Today, the Consumer Financial Protection Bureau (CFPB), the Federal Trade Commission (FTC) and a large group of state attorneys general announced that they reached a global settlement with Equifax over its 2017 data breach. Among other relief, the $700 million settlement includes $450 million in monetary relief to consumers and $100 million in civil penalties.
The monetary relief portion of the settlement aims to reimburse consumers for lost time related to credit monitoring, protecting their personal information, and costs related to identity theft of affected consumers. Affected consumers will also receive at least 10 years of free credit monitoring and 7 years of identity-restoration services. Additionally, for 7 years, all U.S. consumers may request up to 6 free copies of their Equifax credit report per year in addition to any free credit reports they are already entitled to.

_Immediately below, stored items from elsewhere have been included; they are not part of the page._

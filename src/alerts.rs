//! Voice alerts while riding.
//!
//! The engine is evaluated on every live update and emits at most one alert
//! per condition transition:
//!
//! - **Distance milestone** every `milestone_interval_km` whole kilometers
//! - **Sustained speeding** once speed has stayed above the bike's optimal
//!   band for `speeding_hold` (one-shot timer, cancelled on any dip)
//! - **Low fuel** on entering reserve, re-armed when leaving it
//!
//! Time is always passed in by the caller, so the debounce timer is
//! deterministic under test.

use std::fmt;
use std::time::{Duration, Instant};

use log::{debug, info};
use serde::{Deserialize, Serialize};

use crate::bikes::Bike;
use crate::config::TrackerConfig;
use crate::fuel::is_reserve_at;

/// Something that can read text aloud. Fire and forget.
pub trait Speaker {
    fn speak(&self, text: &str);
}

/// Speaker for platforms without speech synthesis.
#[derive(Debug, Clone, Copy, Default)]
pub struct NullSpeaker;

impl Speaker for NullSpeaker {
    fn speak(&self, _text: &str) {}
}

/// Speaker that writes alerts to the log instead of a voice.
#[derive(Debug, Clone, Copy, Default)]
pub struct LogSpeaker;

impl Speaker for LogSpeaker {
    fn speak(&self, text: &str) {
        info!("[Speaker] {}", text);
    }
}

/// A rider-facing alert.
#[derive(Debug, Clone, PartialEq, Serialize, Deserialize)]
pub enum Alert {
    DistanceMilestone {
        distance_km: u64,
        remaining_range_km: u64,
    },
    Speeding {
        limit_kmh: f64,
    },
    LowFuel {
        fuel_liters: f64,
    },
}

impl Alert {
    pub fn message(&self) -> String {
        match self {
            Alert::DistanceMilestone {
                distance_km,
                remaining_range_km,
            } => format!(
                "You have travelled {} kilometers. Estimated remaining range is {} kilometers.",
                distance_km, remaining_range_km
            ),
            Alert::Speeding { limit_kmh } => format!(
                "You are riding above {:.0} kilometers per hour. Slow down to save fuel.",
                limit_kmh
            ),
            Alert::LowFuel { .. } => "Fuel is low. Please refuel soon.".to_string(),
        }
    }
}

impl fmt::Display for Alert {
    fn fmt(&self, f: &mut fmt::Formatter<'_>) -> fmt::Result {
        f.write_str(&self.message())
    }
}

/// A cancelable one-shot deadline.
#[derive(Debug, Clone, Copy, Default, PartialEq, Eq)]
pub struct OneShotTimer {
    deadline: Option<Instant>,
}

impl OneShotTimer {
    pub fn new() -> Self {
        Self::default()
    }

    /// Arm unless already armed. Returns whether a new deadline was set.
    pub fn arm(&mut self, now: Instant, delay: Duration) -> bool {
        if self.deadline.is_some() {
            return false;
        }
        self.deadline = Some(now + delay);
        true
    }

    /// Returns whether a pending deadline was cancelled.
    pub fn cancel(&mut self) -> bool {
        self.deadline.take().is_some()
    }

    pub fn is_armed(&self) -> bool {
        self.deadline.is_some()
    }

    pub fn deadline(&self) -> Option<Instant> {
        self.deadline
    }

    /// Disarm and return true once `now` has reached the deadline.
    pub fn fire_if_due(&mut self, now: Instant) -> bool {
        match self.deadline {
            Some(deadline) if now >= deadline => {
                self.deadline = None;
                true
            }
            _ => false,
        }
    }
}

/// Live tracking state the engine reads. It never writes any of it.
#[derive(Debug, Clone, Copy, Default, PartialEq)]
pub struct LiveUpdate {
    pub distance_km: f64,
    pub speed_kmh: f64,
    /// Estimated fuel left right now
    pub fuel_liters: f64,
    pub remaining_range_km: f64,
}

pub struct AlertEngine {
    milestone_interval_km: u64,
    speeding_hold: Duration,
    reserve_percent: f64,

    active: bool,
    last_distance_alert_km: u64,
    speeding_timer: OneShotTimer,
    speeding_limit_kmh: f64,
    low_fuel_alert_given: bool,
}

impl AlertEngine {
    pub fn new(config: &TrackerConfig) -> Self {
        Self {
            milestone_interval_km: config.milestone_interval_km.max(1),
            speeding_hold: config.speeding_hold(),
            reserve_percent: config.reserve_percent,
            active: false,
            last_distance_alert_km: 0,
            speeding_timer: OneShotTimer::new(),
            speeding_limit_kmh: 0.0,
            low_fuel_alert_given: false,
        }
    }

    /// Forget everything from the previous ride.
    pub fn reset_for_session(&mut self) {
        self.last_distance_alert_km = 0;
        self.speeding_timer.cancel();
        self.low_fuel_alert_given = false;
    }

    /// Active only while tracking with the voice assistant on.
    /// Going dormant cancels pending timers.
    pub fn set_active(&mut self, active: bool) {
        if self.active == active {
            return;
        }
        self.active = active;
        if !active && self.speeding_timer.cancel() {
            debug!("[AlertEngine] Dormant, speeding timer cancelled");
        }
    }

    pub fn is_active(&self) -> bool {
        self.active
    }

    pub fn is_speeding_armed(&self) -> bool {
        self.speeding_timer.is_armed()
    }

    pub fn last_distance_alert_km(&self) -> u64 {
        self.last_distance_alert_km
    }

    /// Evaluate all rules against one live update.
    pub fn evaluate(&mut self, update: &LiveUpdate, bike: &Bike, now: Instant) -> Vec<Alert> {
        if !self.active {
            return Vec::new();
        }

        let mut alerts = Vec::new();

        // A deadline that passed before this update already counted
        if let Some(alert) = self.poll(now) {
            alerts.push(alert);
        }

        if let Some(alert) = self.check_milestone(update) {
            alerts.push(alert);
        }

        self.check_speed(update.speed_kmh, bike, now);

        if let Some(alert) = self.check_fuel(update.fuel_liters, bike) {
            alerts.push(alert);
        }

        alerts
    }

    /// Fire the speeding timer if its deadline has passed.
    pub fn poll(&mut self, now: Instant) -> Option<Alert> {
        if !self.active || !self.speeding_timer.fire_if_due(now) {
            return None;
        }
        info!(
            "[AlertEngine] Sustained speeding above {:.0} km/h",
            self.speeding_limit_kmh
        );
        Some(Alert::Speeding {
            limit_kmh: self.speeding_limit_kmh,
        })
    }

    fn check_milestone(&mut self, update: &LiveUpdate) -> Option<Alert> {
        if !(update.distance_km.is_finite() && update.distance_km > 0.0) {
            return None;
        }
        let floored_km = update.distance_km.floor() as u64;
        if floored_km == 0 || floored_km < self.last_distance_alert_km + self.milestone_interval_km
        {
            return None;
        }

        self.last_distance_alert_km = floored_km;
        info!("[AlertEngine] Milestone at {} km", floored_km);
        Some(Alert::DistanceMilestone {
            distance_km: floored_km,
            remaining_range_km: update.remaining_range_km.max(0.0).floor() as u64,
        })
    }

    fn check_speed(&mut self, speed_kmh: f64, bike: &Bike, now: Instant) {
        let limit = bike.optimal_speed.max;
        if speed_kmh > limit {
            if self.speeding_timer.arm(now, self.speeding_hold) {
                self.speeding_limit_kmh = limit;
                debug!(
                    "[AlertEngine] {:.1} km/h above {:.0}, speeding timer armed",
                    speed_kmh, limit
                );
            }
        } else if self.speeding_timer.cancel() {
            debug!("[AlertEngine] Back under {:.0} km/h, speeding timer cancelled", limit);
        }
    }

    fn check_fuel(&mut self, fuel_liters: f64, bike: &Bike) -> Option<Alert> {
        let reserve = is_reserve_at(fuel_liters, bike, self.reserve_percent);
        if !reserve {
            self.low_fuel_alert_given = false;
            return None;
        }
        if self.low_fuel_alert_given {
            return None;
        }
        self.low_fuel_alert_given = true;
        info!("[AlertEngine] Entered reserve at {:.2} L", fuel_liters);
        Some(Alert::LowFuel { fuel_liters })
    }
}

#[cfg(test)]
mod tests {
    use super::*;
    use crate::bikes::default_bike;

    fn engine() -> AlertEngine {
        let mut engine = AlertEngine::new(&TrackerConfig::default());
        engine.set_active(true);
        engine
    }

    fn update(distance_km: f64, speed_kmh: f64, fuel_liters: f64) -> LiveUpdate {
        LiveUpdate {
            distance_km,
            speed_kmh,
            fuel_liters,
            remaining_range_km: fuel_liters * 44.0,
        }
    }

    fn secs(start: Instant, s: u64) -> Instant {
        start + Duration::from_secs(s)
    }

    #[test]
    fn test_timer() {
        let t0 = Instant::now();
        let mut timer = OneShotTimer::new();
        assert!(timer.arm(t0, Duration::from_secs(10)));
        assert!(!timer.arm(secs(t0, 5), Duration::from_secs(10)));
        assert_eq!(timer.deadline(), Some(secs(t0, 10)));
        assert!(!timer.fire_if_due(secs(t0, 9)));
        assert!(timer.fire_if_due(secs(t0, 10)));
        assert!(!timer.is_armed());
        assert!(!timer.cancel());
    }

    #[test]
    fn test_milestones_once_per_bracket() {
        let bike = default_bike();
        let t0 = Instant::now();
        let mut engine = engine();

        let mut fired = Vec::new();
        let mut d = 0.0;
        while d < 16.0 {
            for alert in engine.evaluate(&update(d, 40.0, 8.0), &bike, t0) {
                if let Alert::DistanceMilestone { distance_km, .. } = alert {
                    fired.push(distance_km);
                }
            }
            d += 0.25;
        }
        assert_eq!(fired, vec![5, 10, 15]);
    }

    #[test]
    fn test_milestone_ignores_fluctuation() {
        let bike = default_bike();
        let t0 = Instant::now();
        let mut engine = engine();

        assert_eq!(engine.evaluate(&update(5.1, 40.0, 8.0), &bike, t0).len(), 1);
        for d in [4.9, 5.3, 4.99, 9.99, 5.0] {
            assert!(engine.evaluate(&update(d, 40.0, 8.0), &bike, t0).is_empty());
        }
        assert_eq!(engine.last_distance_alert_km(), 5);
    }

    #[test]
    fn test_milestone_message_includes_range() {
        let bike = default_bike();
        let mut engine = engine();
        let alerts = engine.evaluate(
            &LiveUpdate {
                distance_km: 5.4,
                speed_kmh: 40.0,
                fuel_liters: 7.0,
                remaining_range_km: 302.6,
            },
            &bike,
            Instant::now(),
        );
        assert_eq!(
            alerts,
            vec![Alert::DistanceMilestone {
                distance_km: 5,
                remaining_range_km: 302
            }]
        );
        assert!(alerts[0].message().contains("302"));
    }

    #[test]
    fn test_sustained_speeding_fires_after_hold() {
        let bike = default_bike(); // max 55
        let t0 = Instant::now();
        let mut engine = engine();

        for s in 0..10 {
            assert!(engine.evaluate(&update(1.0, 70.0, 8.0), &bike, secs(t0, s)).is_empty());
        }
        assert_eq!(
            engine.poll(secs(t0, 10)),
            Some(Alert::Speeding { limit_kmh: 55.0 })
        );
        // Disarmed after firing; the next fast sample re-arms
        assert!(!engine.is_speeding_armed());
        engine.evaluate(&update(1.0, 70.0, 8.0), &bike, secs(t0, 11));
        assert!(engine.is_speeding_armed());
    }

    #[test]
    fn test_dip_at_nine_seconds_suppresses() {
        let bike = default_bike();
        let t0 = Instant::now();
        let mut engine = engine();

        for s in 0..9 {
            engine.evaluate(&update(1.0, 70.0, 8.0), &bike, secs(t0, s));
        }
        engine.evaluate(&update(1.0, 50.0, 8.0), &bike, secs(t0, 9));
        assert!(!engine.is_speeding_armed());
        assert_eq!(engine.poll(secs(t0, 10)), None);
        assert_eq!(engine.poll(secs(t0, 30)), None);
    }

    #[test]
    fn test_overdue_timer_fires_on_next_update() {
        let bike = default_bike();
        let t0 = Instant::now();
        let mut engine = engine();

        engine.evaluate(&update(1.0, 70.0, 8.0), &bike, t0);
        // No poll in between; the next sample arrives late and slow
        let alerts = engine.evaluate(&update(1.0, 40.0, 8.0), &bike, secs(t0, 12));
        assert_eq!(alerts, vec![Alert::Speeding { limit_kmh: 55.0 }]);
    }

    #[test]
    fn test_low_fuel_edge_triggered() {
        let bike = default_bike(); // 8 L tank, reserve at <= 1.2 L
        let t0 = Instant::now();
        let mut engine = engine();

        assert!(engine.evaluate(&update(1.0, 40.0, 2.0), &bike, t0).is_empty());
        assert_eq!(
            engine.evaluate(&update(1.0, 40.0, 1.1), &bike, t0),
            vec![Alert::LowFuel { fuel_liters: 1.1 }]
        );
        assert!(engine.evaluate(&update(1.0, 40.0, 1.0), &bike, t0).is_empty());

        // Leaving reserve re-arms the alert
        assert!(engine.evaluate(&update(1.0, 40.0, 5.0), &bike, t0).is_empty());
        assert_eq!(engine.evaluate(&update(1.0, 40.0, 0.9), &bike, t0).len(), 1);
    }

    #[test]
    fn test_dormant_engine() {
        let bike = default_bike();
        let t0 = Instant::now();
        let mut engine = engine();

        engine.evaluate(&update(1.0, 70.0, 8.0), &bike, t0);
        assert!(engine.is_speeding_armed());

        engine.set_active(false);
        assert!(!engine.is_speeding_armed());
        assert!(engine.evaluate(&update(20.0, 90.0, 0.5), &bike, t0).is_empty());
        assert_eq!(engine.poll(secs(t0, 60)), None);
    }

    #[test]
    fn test_reset_for_session() {
        let bike = default_bike();
        let t0 = Instant::now();
        let mut engine = engine();
        engine.evaluate(&update(6.0, 70.0, 1.0), &bike, t0);
        assert_eq!(engine.last_distance_alert_km(), 6);

        engine.reset_for_session();
        assert_eq!(engine.last_distance_alert_km(), 0);
        assert!(!engine.is_speeding_armed());
        assert_eq!(engine.evaluate(&update(6.0, 40.0, 1.0), &bike, t0).len(), 2);
    }
}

The Equifax data breach was undoubtedly one of the larger data security events to hit the financial services industry. While not nearly at the same scale as the Equifax breach, the AMCA breach is one of the larger breaches to be reported in the ARM industry. While it might seem that these two events are worlds apart, the two breaches occurred roughly a year apart—mid-2017 for Equifax, late 2018 and early 2019 for AMCA. Data security has always been an important factor in the ARM and financial services industries, and these two data breaches only accentuate how vital it is to be on top of data security measures.